[Opening Exercise data section]
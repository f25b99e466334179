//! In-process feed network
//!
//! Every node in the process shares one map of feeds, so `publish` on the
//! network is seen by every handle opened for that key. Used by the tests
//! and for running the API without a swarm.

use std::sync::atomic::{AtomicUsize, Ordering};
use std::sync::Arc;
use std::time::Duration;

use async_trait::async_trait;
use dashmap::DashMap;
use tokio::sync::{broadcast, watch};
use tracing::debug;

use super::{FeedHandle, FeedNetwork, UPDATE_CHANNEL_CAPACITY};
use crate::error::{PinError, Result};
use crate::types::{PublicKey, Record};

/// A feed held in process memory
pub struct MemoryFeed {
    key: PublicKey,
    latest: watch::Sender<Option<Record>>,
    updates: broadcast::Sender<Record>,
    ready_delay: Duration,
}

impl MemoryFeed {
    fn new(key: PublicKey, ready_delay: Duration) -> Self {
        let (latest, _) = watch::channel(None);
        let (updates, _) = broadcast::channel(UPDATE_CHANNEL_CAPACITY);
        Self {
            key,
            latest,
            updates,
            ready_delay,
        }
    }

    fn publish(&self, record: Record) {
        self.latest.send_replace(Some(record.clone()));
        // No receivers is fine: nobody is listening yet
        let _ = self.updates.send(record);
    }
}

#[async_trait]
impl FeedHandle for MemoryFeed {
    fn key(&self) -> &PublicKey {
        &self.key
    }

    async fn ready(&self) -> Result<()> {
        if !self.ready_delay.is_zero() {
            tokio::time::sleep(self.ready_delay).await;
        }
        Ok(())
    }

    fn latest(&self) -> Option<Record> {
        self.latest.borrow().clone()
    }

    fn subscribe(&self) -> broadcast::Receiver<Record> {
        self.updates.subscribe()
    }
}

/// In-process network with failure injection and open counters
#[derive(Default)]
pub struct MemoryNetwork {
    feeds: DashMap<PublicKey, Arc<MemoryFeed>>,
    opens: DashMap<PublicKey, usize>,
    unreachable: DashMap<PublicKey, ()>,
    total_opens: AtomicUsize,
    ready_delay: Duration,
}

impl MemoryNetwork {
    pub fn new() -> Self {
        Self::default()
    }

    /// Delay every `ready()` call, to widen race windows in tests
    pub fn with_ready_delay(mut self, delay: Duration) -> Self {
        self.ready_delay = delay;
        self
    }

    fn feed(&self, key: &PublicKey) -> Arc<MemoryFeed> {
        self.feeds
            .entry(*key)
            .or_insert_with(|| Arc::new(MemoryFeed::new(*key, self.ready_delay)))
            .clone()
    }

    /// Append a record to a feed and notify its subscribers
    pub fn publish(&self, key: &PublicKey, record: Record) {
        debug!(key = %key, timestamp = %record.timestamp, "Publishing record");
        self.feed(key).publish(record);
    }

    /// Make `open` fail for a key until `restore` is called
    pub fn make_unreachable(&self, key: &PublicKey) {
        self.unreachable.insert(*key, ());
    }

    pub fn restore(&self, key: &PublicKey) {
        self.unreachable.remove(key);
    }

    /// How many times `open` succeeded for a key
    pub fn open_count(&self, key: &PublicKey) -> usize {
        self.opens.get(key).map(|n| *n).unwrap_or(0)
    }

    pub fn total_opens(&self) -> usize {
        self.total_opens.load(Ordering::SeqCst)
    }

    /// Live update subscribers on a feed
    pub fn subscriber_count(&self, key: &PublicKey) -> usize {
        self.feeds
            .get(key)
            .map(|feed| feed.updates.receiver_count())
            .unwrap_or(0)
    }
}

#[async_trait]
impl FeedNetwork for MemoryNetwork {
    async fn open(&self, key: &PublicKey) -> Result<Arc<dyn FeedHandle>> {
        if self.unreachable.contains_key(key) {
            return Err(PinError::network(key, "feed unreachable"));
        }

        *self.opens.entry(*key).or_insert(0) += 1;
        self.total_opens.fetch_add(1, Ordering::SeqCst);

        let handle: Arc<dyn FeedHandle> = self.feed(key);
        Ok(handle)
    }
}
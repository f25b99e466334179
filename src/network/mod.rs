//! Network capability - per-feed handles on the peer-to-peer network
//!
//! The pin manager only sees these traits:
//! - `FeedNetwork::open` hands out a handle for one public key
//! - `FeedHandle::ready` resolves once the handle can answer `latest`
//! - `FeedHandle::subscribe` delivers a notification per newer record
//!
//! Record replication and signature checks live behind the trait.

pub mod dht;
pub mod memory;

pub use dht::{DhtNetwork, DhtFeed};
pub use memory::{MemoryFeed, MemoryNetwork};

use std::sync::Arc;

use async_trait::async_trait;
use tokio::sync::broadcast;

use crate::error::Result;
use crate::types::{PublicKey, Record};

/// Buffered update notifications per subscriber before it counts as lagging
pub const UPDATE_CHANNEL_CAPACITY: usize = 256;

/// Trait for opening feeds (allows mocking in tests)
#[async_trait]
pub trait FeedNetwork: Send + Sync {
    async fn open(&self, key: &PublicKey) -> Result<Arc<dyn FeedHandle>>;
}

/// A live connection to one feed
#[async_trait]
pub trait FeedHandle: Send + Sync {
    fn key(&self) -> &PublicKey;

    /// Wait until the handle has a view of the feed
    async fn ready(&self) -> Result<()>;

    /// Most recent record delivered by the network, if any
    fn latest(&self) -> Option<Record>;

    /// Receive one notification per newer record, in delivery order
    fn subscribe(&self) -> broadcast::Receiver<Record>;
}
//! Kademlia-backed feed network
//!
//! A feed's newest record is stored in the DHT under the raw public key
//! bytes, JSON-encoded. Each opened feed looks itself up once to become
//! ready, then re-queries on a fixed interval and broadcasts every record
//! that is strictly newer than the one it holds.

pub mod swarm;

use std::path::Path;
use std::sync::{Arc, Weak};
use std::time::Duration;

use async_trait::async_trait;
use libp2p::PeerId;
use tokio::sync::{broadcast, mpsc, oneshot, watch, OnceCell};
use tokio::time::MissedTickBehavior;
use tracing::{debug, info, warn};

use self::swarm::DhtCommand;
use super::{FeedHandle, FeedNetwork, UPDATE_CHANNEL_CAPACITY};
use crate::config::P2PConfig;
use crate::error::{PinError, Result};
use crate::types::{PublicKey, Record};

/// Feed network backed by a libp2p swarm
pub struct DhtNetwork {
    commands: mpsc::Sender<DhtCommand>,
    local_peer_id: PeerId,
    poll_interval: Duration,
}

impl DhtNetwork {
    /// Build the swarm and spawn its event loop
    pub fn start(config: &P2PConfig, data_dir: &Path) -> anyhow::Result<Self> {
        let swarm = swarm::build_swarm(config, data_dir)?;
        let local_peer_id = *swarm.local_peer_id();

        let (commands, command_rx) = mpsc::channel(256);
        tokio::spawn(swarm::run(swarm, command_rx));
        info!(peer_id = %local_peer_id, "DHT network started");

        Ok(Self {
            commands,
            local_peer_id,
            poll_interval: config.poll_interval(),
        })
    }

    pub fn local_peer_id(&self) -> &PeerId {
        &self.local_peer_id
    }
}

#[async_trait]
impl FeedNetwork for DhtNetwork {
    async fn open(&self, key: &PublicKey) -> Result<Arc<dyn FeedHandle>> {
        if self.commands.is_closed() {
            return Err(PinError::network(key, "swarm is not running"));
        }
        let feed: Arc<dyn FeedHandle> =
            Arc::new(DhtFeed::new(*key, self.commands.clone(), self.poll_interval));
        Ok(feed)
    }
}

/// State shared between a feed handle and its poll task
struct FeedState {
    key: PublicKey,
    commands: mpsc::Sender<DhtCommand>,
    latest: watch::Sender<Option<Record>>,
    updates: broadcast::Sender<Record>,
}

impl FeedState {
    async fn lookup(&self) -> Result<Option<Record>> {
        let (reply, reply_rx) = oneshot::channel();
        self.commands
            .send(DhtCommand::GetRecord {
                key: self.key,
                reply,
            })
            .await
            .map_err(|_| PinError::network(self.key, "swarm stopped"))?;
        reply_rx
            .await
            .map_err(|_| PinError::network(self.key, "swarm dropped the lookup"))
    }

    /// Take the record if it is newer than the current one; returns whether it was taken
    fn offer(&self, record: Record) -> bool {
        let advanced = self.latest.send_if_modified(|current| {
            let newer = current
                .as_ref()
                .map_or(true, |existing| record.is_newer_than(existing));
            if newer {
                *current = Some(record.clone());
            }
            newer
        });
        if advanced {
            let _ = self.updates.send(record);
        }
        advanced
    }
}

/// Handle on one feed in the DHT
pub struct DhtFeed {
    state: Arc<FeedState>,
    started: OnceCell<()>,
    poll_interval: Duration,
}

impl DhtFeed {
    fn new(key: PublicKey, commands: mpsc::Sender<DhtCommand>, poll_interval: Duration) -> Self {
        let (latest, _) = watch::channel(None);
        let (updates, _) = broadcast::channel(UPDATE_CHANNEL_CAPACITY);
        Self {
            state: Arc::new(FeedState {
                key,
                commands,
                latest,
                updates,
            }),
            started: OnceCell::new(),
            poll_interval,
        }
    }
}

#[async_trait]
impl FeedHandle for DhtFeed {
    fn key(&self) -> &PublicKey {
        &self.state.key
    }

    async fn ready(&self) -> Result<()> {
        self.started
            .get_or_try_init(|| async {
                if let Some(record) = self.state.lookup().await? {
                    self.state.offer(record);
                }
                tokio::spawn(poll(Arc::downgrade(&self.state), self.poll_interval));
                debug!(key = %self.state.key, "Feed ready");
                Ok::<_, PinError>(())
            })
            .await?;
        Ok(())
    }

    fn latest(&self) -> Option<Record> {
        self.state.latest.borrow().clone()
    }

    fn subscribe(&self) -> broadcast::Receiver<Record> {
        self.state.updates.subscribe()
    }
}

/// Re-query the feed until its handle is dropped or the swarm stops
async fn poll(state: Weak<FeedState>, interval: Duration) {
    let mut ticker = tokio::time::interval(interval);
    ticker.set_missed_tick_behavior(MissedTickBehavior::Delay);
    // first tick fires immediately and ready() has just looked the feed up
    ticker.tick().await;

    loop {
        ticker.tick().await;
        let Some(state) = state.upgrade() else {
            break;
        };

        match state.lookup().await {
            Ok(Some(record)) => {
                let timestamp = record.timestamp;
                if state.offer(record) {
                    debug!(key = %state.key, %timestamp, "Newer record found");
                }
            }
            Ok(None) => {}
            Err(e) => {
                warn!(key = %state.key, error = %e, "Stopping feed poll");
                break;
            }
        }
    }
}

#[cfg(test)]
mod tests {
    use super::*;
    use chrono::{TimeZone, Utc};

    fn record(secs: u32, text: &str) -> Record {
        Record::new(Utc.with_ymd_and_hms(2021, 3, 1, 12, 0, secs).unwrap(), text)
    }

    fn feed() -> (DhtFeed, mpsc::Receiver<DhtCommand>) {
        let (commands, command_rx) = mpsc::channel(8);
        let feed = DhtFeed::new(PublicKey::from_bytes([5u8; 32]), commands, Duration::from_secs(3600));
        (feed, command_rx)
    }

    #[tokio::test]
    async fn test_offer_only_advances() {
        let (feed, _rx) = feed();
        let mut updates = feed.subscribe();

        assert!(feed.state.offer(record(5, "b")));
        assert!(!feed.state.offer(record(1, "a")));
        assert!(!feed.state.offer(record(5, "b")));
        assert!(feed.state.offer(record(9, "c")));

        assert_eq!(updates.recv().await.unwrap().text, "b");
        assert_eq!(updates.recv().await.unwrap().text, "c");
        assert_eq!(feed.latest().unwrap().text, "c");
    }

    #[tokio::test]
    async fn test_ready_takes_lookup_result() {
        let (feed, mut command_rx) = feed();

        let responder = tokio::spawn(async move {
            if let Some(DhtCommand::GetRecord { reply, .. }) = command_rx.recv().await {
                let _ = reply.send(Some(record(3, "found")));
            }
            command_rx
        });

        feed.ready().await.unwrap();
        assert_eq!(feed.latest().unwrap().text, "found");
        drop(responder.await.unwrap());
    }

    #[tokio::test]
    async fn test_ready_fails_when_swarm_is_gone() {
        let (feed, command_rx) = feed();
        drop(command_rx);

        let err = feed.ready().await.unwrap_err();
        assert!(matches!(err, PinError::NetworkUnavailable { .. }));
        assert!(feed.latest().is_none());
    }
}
[Closing Exercise data section]
Task instructions: "current" is the string to look for; please copy every line of the records above where it appears.

Problem solution:
    /// Take the record if it is newer than the current one; returns whether it was taken
        let advanced = self.latest.send_if_modified(|current| {
            let newer = current
                *current = Some(record.clone());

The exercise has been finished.